Rezension

Nevos freundlicher Blick auf die Menschen ist es, die jene zu Wort kommen lässt, die sonst schweigen und deshalb in Einsamkeit, Schuld oder Enttäuschung untergehen.

Über uns
von Eshkol Nevo

Bewertet mit 5 Sternen

Eshkol Nevo, Über uns, DTV 2018, ISBN 978-3-423-28131-7

 

Eshkol Nevo zählt seit langem zu den erfolgreichsten Schriftstellern in Israel. Viele seine Romane sind auch in Deutschland veröffentlicht worden und nicht nur der Rezensent schätzt seine unabhängige Stimme.

 

Sein neuer Roman beschreibt die Menschen, die in einem dreistöckigen Haus in einem bürgerlichen Vorort von Tel Aviv wohnen. Jedem Stockwerk und seinen Bewohner widmet er ein großes Kapitel und deckt deren Lügen und Selbsttäuschungen schonungslos auf.  Doch obwohl er in die dunklen Lebensecken der Bewohner sein grelles Licht richtet, bleibt er seinen Figuren gleichwohl wohlgesonnen. Er fühlt mit ihnen und richtet sie nicht. Und dennoch ist er überzeugt davon, dass sie so nicht weiteröleben können, wollen sie nicht am Leben völlig vorbeigehen.

 

Vom ersten bis zum  dritten Stock arbeitet sich Nevo durch dieses Haus, dessen Bewohner durch vielfältige Lebensfäden miteinander verbunden bzw. verstrickt sind.

 

Im ersten Stock des Hauses leben Ayelet und Arnon. Seit Ayelet mit der mittlerweile siebenjährigen Tochter schwanger war, haben die beiden Probleme mit ihrem Sexleben.  Nebenan wohnen Ruth und Hermann, ein älteres Ehepaar, die gerne auf die Tochter der jungen Nachbarn aufpassen, wenn diese mal wieder versuchen, ihre Probleme ins Lot zu bringen.

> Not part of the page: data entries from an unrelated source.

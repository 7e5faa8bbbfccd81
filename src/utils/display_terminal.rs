//! 터미널 출력 포맷팅 유틸리티
//!
//! 서버 시작 과정(레지스트리 초기화, 바인딩 주소)을 보기 좋게 출력합니다.
//! 로그 레벨과 무관하게 항상 표시되어야 하는 시작 배너에만 사용합니다.

const BOX_WIDTH: usize = 50;

/// 박스 형태로 둘러싸인 제목을 출력합니다
///
/// ```text
/// ╔══════════════════════════════════════════════════╗
/// ║         🔄 INITIALIZING SERVICE REGISTRY         ║
/// ╚══════════════════════════════════════════════════╝
/// ```
pub fn print_boxed_title(title: &str) {
    let border = "═".repeat(BOX_WIDTH);

    println!("╔{}╗", border);
    println!("║{:^width$}║", title, width = BOX_WIDTH - 1);
    println!("╚{}╝", border);
}

/// 진행 단계 시작 표시 (`→ Step 1: ...`)
pub fn print_step_start(step: u8, description: &str) {
    println!("\n→ Step {}: {}", step, description);
}

/// 진행 단계 완료 표시
pub fn print_step_complete(step: u8, description: &str, count: usize) {
    println!("✓ Step {} complete: {} ({})", step, description, count);
}

/// 단계 내 개별 작업 상태
pub fn print_sub_task(name: &str, status: &str) {
    println!("   ├─ {:<28} {}", name, status);
}

/// 레지스트리 초기화 요약
pub fn print_final_summary(repos: usize, services: usize) {
    let border = "─".repeat(BOX_WIDTH);

    println!("\n{}", border);
    println!(
        "✅ Registry ready: {} repositories, {} services",
        repos, services
    );
    println!("{}\n", border);
}

/// 이름 조회 캐시 구성 완료 표시
pub fn print_cache_initialized(kind: &str, count: usize) {
    println!("   ├─ {} lookup table: {} entries", kind, count);
}

/// 서버 바인딩 주소와 주요 엔드포인트를 출력합니다.
pub fn print_server_ready(host: &str, port: u16, routes: &[(&str, &str)]) {
    print_boxed_title("🚀 DEVCONNECTOR API READY");
    println!("   Listening on http://{}:{}", host, port);
    for (method, path) in routes {
        println!("   ├─ {:<7} {}", method, path);
    }
    println!();
}
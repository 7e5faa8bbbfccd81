//! # 사용자 관련 응답 DTO 모듈
//!
//! 민감한 정보(비밀번호 해시)를 제외하고 클라이언트에 전달할 형태로 변환합니다.
//! ObjectId는 16진수 문자열, 날짜는 RFC 3339 문자열로 직렬화됩니다.

pub mod user_response;

pub use user_response::UserResponse;
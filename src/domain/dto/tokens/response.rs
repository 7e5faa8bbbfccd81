use serde::{Deserialize, Serialize};

/// 회원가입/로그인 성공 응답
///
/// ```json
/// { "token": "eyJhbGciOiJIUzI1NiIsInR5cCI6IkpXVCJ9..." }
/// ```
#[derive(Debug, Clone, Serialize, Deserialize)]
pub struct TokenResponse {
    pub token: String,
}

impl TokenResponse {
    pub fn new(token: String) -> Self {
        Self { token }
    }
}
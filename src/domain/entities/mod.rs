//! # Domain Entities Module
//!
//! MongoDB 문서와 직접 매핑되는 엔티티들을 정의합니다.
//!
//! ## 컬렉션
//!
//! | 엔티티 | 컬렉션 | 고유 인덱스 |
//! |--------|--------|-------------|
//! | [`users::User`] | `users` | `email_unique` |
//! | [`profiles::Profile`] | `profiles` | `user_unique` |
//!
//! 모든 엔티티는 `_id`를 `Option<ObjectId>`로 두고, 저장 후 리포지토리가 채워 넣습니다.
//! 프로필의 경력/학력 항목은 별도 컬렉션이 아니라 프로필 문서에 내장됩니다.
//!
//! ```text
//! entities/
//! ├── users/      ← User
//! └── profiles/   ← Profile, Experience, Education, Social
//! ```

pub mod profiles;
pub mod users;
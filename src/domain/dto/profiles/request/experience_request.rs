//! 경력 / 학력 추가 요청 DTO

use mongodb::bson::oid::ObjectId;
use serde::Deserialize;
use validator::Validate;

use crate::core::errors::{AppError, AppResult};
use crate::domain::entities::profiles::{Education, Experience};
use crate::utils::date_utils::parse_date;
use crate::utils::string_utils::deserialize_optional_string;

/// 경력 추가 요청
#[derive(Debug, Clone, Default, Deserialize, Validate)]
pub struct ExperienceRequest {
    #[serde(default)]
    #[validate(length(min = 1, message = "Title is required"))]
    pub title: String,

    #[serde(default)]
    #[validate(length(min = 1, message = "Company is required"))]
    pub company: String,

    #[serde(default, deserialize_with = "deserialize_optional_string")]
    pub location: Option<String>,

    /// 시작일 (RFC 3339 또는 `YYYY-MM-DD`)
    #[serde(default)]
    #[validate(length(min = 1, message = "Date from is required"))]
    pub from: String,

    #[serde(default, deserialize_with = "deserialize_optional_string")]
    pub to: Option<String>,

    #[serde(default)]
    pub current: bool,

    #[serde(default, deserialize_with = "deserialize_optional_string")]
    pub description: Option<String>,
}

impl ExperienceRequest {
    /// 새 `_id`를 부여한 경력 항목으로 변환합니다.
    ///
    /// 날짜 형식이 잘못된 경우 해당 필드의 검증 에러를 반환합니다.
    pub fn into_experience(self) -> AppResult<Experience> {
        let (from, to) = parse_period(&self.from, self.to.as_deref())?;

        Ok(Experience {
            id: ObjectId::new(),
            title: self.title,
            company: self.company,
            location: self.location,
            from,
            to,
            current: self.current,
            description: self.description,
        })
    }
}

/// 학력 추가 요청
#[derive(Debug, Clone, Default, Deserialize, Validate)]
pub struct EducationRequest {
    #[serde(default)]
    #[validate(length(min = 1, message = "School is required"))]
    pub school: String,

    #[serde(default)]
    #[validate(length(min = 1, message = "Degree is required"))]
    pub degree: String,

    #[serde(default)]
    #[validate(length(min = 1, message = "Field of study is required"))]
    pub fieldofstudy: String,

    #[serde(default)]
    #[validate(length(min = 1, message = "Date from is required"))]
    pub from: String,

    #[serde(default, deserialize_with = "deserialize_optional_string")]
    pub to: Option<String>,

    #[serde(default)]
    pub current: bool,

    #[serde(default, deserialize_with = "deserialize_optional_string")]
    pub description: Option<String>,
}

impl EducationRequest {
    pub fn into_education(self) -> AppResult<Education> {
        let (from, to) = parse_period(&self.from, self.to.as_deref())?;

        Ok(Education {
            id: ObjectId::new(),
            school: self.school,
            degree: self.degree,
            fieldofstudy: self.fieldofstudy,
            from,
            to,
            current: self.current,
            description: self.description,
        })
    }
}

fn parse_period(
    from: &str,
    to: Option<&str>,
) -> AppResult<(mongodb::bson::DateTime, Option<mongodb::bson::DateTime>)> {
    let from = parse_date(from).ok_or_else(|| AppError::field("from", "Date from is invalid"))?;

    let to = match to {
        Some(value) => Some(parse_date(value).ok_or_else(|| AppError::field("to", "Date to is invalid"))?),
        None => None,
    };

    Ok((from, to))
}
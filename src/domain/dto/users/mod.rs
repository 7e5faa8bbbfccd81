//! # 사용자 DTO 모듈
//!
//! 회원가입, 로그인 요청과 사용자 조회 응답을 정의합니다.
//!
//! ```text
//! users/
//! ├── request/
//! │   ├── register_request.rs   ← POST /api/users
//! │   └── login_request.rs      ← POST /api/auth
//! └── response/
//!     └── user_response.rs      ← GET /api/auth
//! ```

pub mod request;
pub mod response;

pub use request::*;
pub use response::*;
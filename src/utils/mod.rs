//! 공통 유틸리티 함수 모듈
//!
//! 애플리케이션 전체에서 사용되는 공통 유틸리티 함수들을 제공합니다.
//!
//! # Modules
//!
//! - [`string_utils`] - 문자열 정리, 스킬 분리, Gravatar URL
//! - [`date_utils`] - 날짜 문자열 파싱과 RFC 3339 출력
//! - [`display_terminal`] - 서버 시작 시 터미널 출력 포맷팅
//!
//! # Examples
//!
//! ```rust,ignore
//! use crate::utils::string_utils::{gravatar_url, split_skills};
//! use crate::utils::date_utils::parse_date;
//!
//! let avatar = gravatar_url("user@example.com");
//! let skills = split_skills("Rust, TypeScript");
//! let from = parse_date("2020-01-15");
//! ```

pub mod date_utils;
pub mod display_terminal;
pub mod string_utils;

Arnon verdächtigt den etwas dementen Hermann, sich seiner Tochter ungehörig genähert zu haben. Doch was nach vielen Befragungen sich herausstellt, ist Arnons Problem mit seinem eigenen Liebesleben.

 

Chani ist eine frustrierte Frau, emotional vernachlässigt von einem permanent auf Geschäftseise weilenden Ehemann. Sie wohnt dort mit ihren beiden Kindern. Sie hat ein Verhältnis mit dem kriminellen Bruder ihres Ehemanns, das sie trotz aller Gefahren wieder zu sich selbst kommen lässt.

 

Im dritten Stock wohnt Dvorah, eine pensionierte Richterin. Sie lebt im Schatten ihres verstorbenen Ehemanns, von dem sie sich zu befreien sucht, indem sie ihm ihre Lebensbeichte auf den Anrufbeantworter spricht.

 

Seine drei Erzählungen über seine drei Protagonisten hat Eshkol Nevo an das Strukturmodell der menschlichen Seele von Sigmund Freud angelehnt.

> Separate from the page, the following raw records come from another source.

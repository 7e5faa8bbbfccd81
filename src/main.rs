//! DevConnector 백엔드 메인 애플리케이션
//!
//! Actix-web 기반의 HTTP 서버를 구동하고 모든 서비스를 초기화합니다.

use std::io;
use std::sync::Arc;

use actix_cors::Cors;
use actix_web::http::header;
use actix_web::{middleware, App, HttpServer};
use dotenv::dotenv;
use env_logger::Env;
use log::{error, info, warn};

use devconnector_backend::config::{CorsConfig, Environment, JwtConfig, ServerConfig};
use devconnector_backend::core::registry::ServiceLocator;
use devconnector_backend::db::Database;
use devconnector_backend::middlewares::AUTH_HEADER;
use devconnector_backend::repositories::profiles::ProfileRepository;
use devconnector_backend::repositories::users::UserRepository;
use devconnector_backend::routes::{configure_all_routes, json_config};
use devconnector_backend::utils::display_terminal::print_server_ready;

#[actix_web::main]
async fn main() -> io::Result<()> {
    // 환경 설정 및 로깅 초기화
    load_env_file();
    init_logging();

    info!("🚀 DevConnector 백엔드 시작중... (환경: {:?})", Environment::current());

    install_jwt_config()?;

    // 데이터 스토어 초기화
    let database = initialize_database().await?;
    ServiceLocator::set(database);

    ServiceLocator::initialize_all()
        .await
        .map_err(|e| io::Error::other(format!("서비스 초기화 실패: {}", e)))?;

    ensure_indexes().await?;

    info!("✅ 모든 서비스가 성공적으로 초기화되었습니다!");

    start_http_server().await
}

/// HTTP 서버를 구성하고 실행합니다
///
/// CORS, 접근 로그, JSON 본문 에러 처리를 포함합니다.
async fn start_http_server() -> io::Result<()> {
    let host = ServerConfig::host();
    let port = ServerConfig::port();
    let allowed_origins = CorsConfig::allowed_origins();

    print_server_ready(
        &host,
        port,
        &[
            ("POST", "/api/users"),
            ("GET|POST", "/api/auth"),
            ("GET|POST|DELETE", "/api/profile"),
            ("PUT", "/api/profile/experience"),
            ("PUT", "/api/profile/education"),
            ("GET", "/api/profile/github/{username}"),
        ],
    );

    HttpServer::new(move || {
        App::new()
            .wrap(configure_cors(&allowed_origins))
            .wrap(middleware::Logger::default())
            .app_data(json_config())
            .configure(configure_all_routes)
    })
    .bind((host.as_str(), port))?
    .run()
    .await
}

/// 환경별 설정 파일을 로드합니다
///
/// * `PROFILE=dev` - .env.dev 파일 로드 (기본값)
/// * `PROFILE=prod` - .env.prod 파일 로드
/// * 기타 - 기본 .env 파일 로드
fn load_env_file() {
    let profile = std::env::var("PROFILE").unwrap_or_else(|_| "dev".to_string());

    // 로거 초기화 전이므로 결과는 stderr로 남긴다
    let loaded = match profile.as_str() {
        "prod" => dotenv::from_filename(".env.prod").map(|_| ".env.prod"),
        "dev" => dotenv::from_filename(".env.dev").map(|_| ".env.dev"),
        _ => dotenv().map(|_| ".env"),
    };

    match loaded {
        Ok(file) => eprintln!("[{}] {} 파일 로드 됨", profile, file),
        Err(e) => eprintln!("[{}] 환경 파일 로드 실패: {}", profile, e),
    }
}

/// 로깅 시스템을 초기화합니다
///
/// * `RUST_LOG` - 로깅 레벨 설정 (기본값: "info,actix_web=debug")
fn init_logging() {
    env_logger::init_from_env(Env::default().default_filter_or("info,actix_web=debug"));
}

/// 토큰 서명 설정을 한 번 읽어 전역으로 고정합니다
fn install_jwt_config() -> io::Result<()> {
    let config = JwtConfig::from_env();

    if !config.can_sign() {
        warn!("⚠️ JWT_SECRET이 설정되지 않았습니다. 토큰 발급과 검증이 모두 실패합니다");
    }

    JwtConfig::install(config).map_err(io::Error::other)?;
    info!("🔐 JWT 설정 완료 (만료: {}초)", JwtConfig::global().expiration_seconds);
    Ok(())
}

/// MongoDB 연결을 초기화합니다
async fn initialize_database() -> io::Result<Arc<Database>> {
    info!("📡 데이터베이스 연결 중...");

    let database = Database::new().await.map_err(|e| {
        error!("❌ 데이터베이스 연결 실패: {}", e);
        io::Error::other(format!("데이터베이스 연결 실패: {}", e))
    })?;

    Ok(Arc::new(database))
}

/// 고유 인덱스를 보장합니다 (`users.email`, `profiles.user`)
async fn ensure_indexes() -> io::Result<()> {
    UserRepository::instance()
        .create_indexes()
        .await
        .map_err(|e| io::Error::other(e.to_string()))?;

    ProfileRepository::instance()
        .create_indexes()
        .await
        .map_err(|e| io::Error::other(e.to_string()))?;

    info!("📇 인덱스 확인 완료");
    Ok(())
}

/// CORS 설정을 구성합니다
///
/// `CORS_ALLOWED_ORIGINS` (콤마 구분, 기본값 `http://localhost:3000`)에 나열된
/// Origin만 허용하며, 인증 헤더 `x-auth-token`을 허용 헤더에 포함합니다.
fn configure_cors(allowed_origins: &[String]) -> Cors {
    let cors = allowed_origins
        .iter()
        .fold(Cors::default(), |cors, origin| cors.allowed_origin(origin));

    cors.allowed_methods(vec!["GET", "POST", "PUT", "DELETE", "OPTIONS"])
        .allowed_headers(vec![header::ACCEPT, header::CONTENT_TYPE])
        .allowed_header(header::HeaderName::from_static(AUTH_HEADER))
        .max_age(3600)
}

Sehr warmherzig und dennoch schonungslos lässt Nevo seine Figuren die drei Instanzen Ich, Es und Über-Ich darstellen. Drei Menschen richten ihre Monologe an drei unterschiedliche Hörer. Menschen sind das, die in großes seelischer Bedrängnis sich befinden. Menschen, denen plötzlich, während sie sich redend zu öffnen versuchen, klar wird, dass etwas in ihrem Leben schief gelaufen ist. Alle drei sind sie an einem Punkt angelangt, der sie zwingt, zu reden.

 

Der Leser ist in der Zuhörerrolle, und weil die Geschichten der Protagonisten so voll sind mit Alltagserfahrungen, wird er sich in manchem wiederentdecken.

 

Nevos freundlicher Blick auf die Menschen ist es, die jene zu Wort kommen lässt, die sonst schweigen und deshalb in Einsamkeit, Schuld oder Enttäuschung untergehen.